* _EXERCISE DESCRIPTION_
In the records below, find the lines that include "payload" and copy each.

* _ENTRIES PROVIDED_

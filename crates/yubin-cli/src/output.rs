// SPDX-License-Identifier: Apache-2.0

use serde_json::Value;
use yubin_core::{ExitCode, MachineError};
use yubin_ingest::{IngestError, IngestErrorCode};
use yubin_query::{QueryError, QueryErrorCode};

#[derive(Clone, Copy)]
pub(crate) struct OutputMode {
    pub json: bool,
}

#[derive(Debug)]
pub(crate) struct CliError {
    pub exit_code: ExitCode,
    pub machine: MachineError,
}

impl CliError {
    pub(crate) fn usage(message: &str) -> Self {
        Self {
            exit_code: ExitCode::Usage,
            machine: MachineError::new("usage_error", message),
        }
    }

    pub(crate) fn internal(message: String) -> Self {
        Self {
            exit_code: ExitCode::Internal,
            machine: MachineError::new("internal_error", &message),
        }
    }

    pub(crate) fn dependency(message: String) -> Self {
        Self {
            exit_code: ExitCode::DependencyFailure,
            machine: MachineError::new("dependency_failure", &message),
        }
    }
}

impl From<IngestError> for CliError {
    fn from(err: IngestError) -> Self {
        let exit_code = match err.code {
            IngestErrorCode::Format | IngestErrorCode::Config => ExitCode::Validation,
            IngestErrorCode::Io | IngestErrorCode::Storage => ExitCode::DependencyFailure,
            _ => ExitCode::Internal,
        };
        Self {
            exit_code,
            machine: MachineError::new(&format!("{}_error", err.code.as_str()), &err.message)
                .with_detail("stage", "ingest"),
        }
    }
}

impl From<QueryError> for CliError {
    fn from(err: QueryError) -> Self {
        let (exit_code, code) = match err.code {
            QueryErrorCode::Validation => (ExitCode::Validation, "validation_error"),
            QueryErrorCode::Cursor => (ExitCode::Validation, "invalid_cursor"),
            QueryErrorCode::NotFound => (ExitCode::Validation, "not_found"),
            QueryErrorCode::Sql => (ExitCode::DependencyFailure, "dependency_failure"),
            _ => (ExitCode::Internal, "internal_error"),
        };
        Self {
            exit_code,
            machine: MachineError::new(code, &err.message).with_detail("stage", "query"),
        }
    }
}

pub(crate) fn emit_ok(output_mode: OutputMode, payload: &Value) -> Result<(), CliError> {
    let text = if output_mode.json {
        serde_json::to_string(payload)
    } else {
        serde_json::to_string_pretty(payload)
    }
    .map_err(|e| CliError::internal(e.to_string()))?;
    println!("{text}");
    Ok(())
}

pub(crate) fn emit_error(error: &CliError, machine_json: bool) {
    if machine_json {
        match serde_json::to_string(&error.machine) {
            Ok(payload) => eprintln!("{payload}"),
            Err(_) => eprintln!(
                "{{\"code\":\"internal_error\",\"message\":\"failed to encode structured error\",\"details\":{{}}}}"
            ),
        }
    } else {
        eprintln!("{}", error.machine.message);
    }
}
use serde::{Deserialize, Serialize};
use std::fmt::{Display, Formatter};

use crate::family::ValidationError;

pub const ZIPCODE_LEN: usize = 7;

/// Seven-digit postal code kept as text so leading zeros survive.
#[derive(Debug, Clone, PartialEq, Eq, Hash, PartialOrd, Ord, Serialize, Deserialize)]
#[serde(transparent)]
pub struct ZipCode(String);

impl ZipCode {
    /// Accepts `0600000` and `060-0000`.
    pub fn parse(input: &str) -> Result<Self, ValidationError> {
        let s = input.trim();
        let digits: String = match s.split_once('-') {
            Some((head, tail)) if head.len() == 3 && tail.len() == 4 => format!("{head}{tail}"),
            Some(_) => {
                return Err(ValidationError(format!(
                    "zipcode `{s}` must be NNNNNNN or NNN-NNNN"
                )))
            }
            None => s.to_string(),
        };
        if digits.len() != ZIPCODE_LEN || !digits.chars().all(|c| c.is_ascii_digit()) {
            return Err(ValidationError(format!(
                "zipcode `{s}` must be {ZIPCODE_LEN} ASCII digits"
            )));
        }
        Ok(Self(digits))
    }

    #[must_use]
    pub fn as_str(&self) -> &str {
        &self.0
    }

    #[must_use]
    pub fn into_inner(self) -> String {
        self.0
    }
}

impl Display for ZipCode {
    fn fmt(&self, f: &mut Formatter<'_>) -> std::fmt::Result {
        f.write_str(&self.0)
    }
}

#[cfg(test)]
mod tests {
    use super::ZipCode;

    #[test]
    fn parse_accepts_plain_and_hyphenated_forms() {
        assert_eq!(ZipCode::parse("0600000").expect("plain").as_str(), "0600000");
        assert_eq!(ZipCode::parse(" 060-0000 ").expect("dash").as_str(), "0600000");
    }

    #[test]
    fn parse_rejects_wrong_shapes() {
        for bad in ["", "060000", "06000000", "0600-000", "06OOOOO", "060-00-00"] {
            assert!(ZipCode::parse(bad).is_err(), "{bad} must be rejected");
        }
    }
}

* _ANSWER TO THIS TASK_
pub(crate) fn emit_ok(output_mode: OutputMode, payload: &Value) -> Result<(), CliError> {
        serde_json::to_string(payload)
        serde_json::to_string_pretty(payload)
            Ok(payload) => eprintln!("{payload}"),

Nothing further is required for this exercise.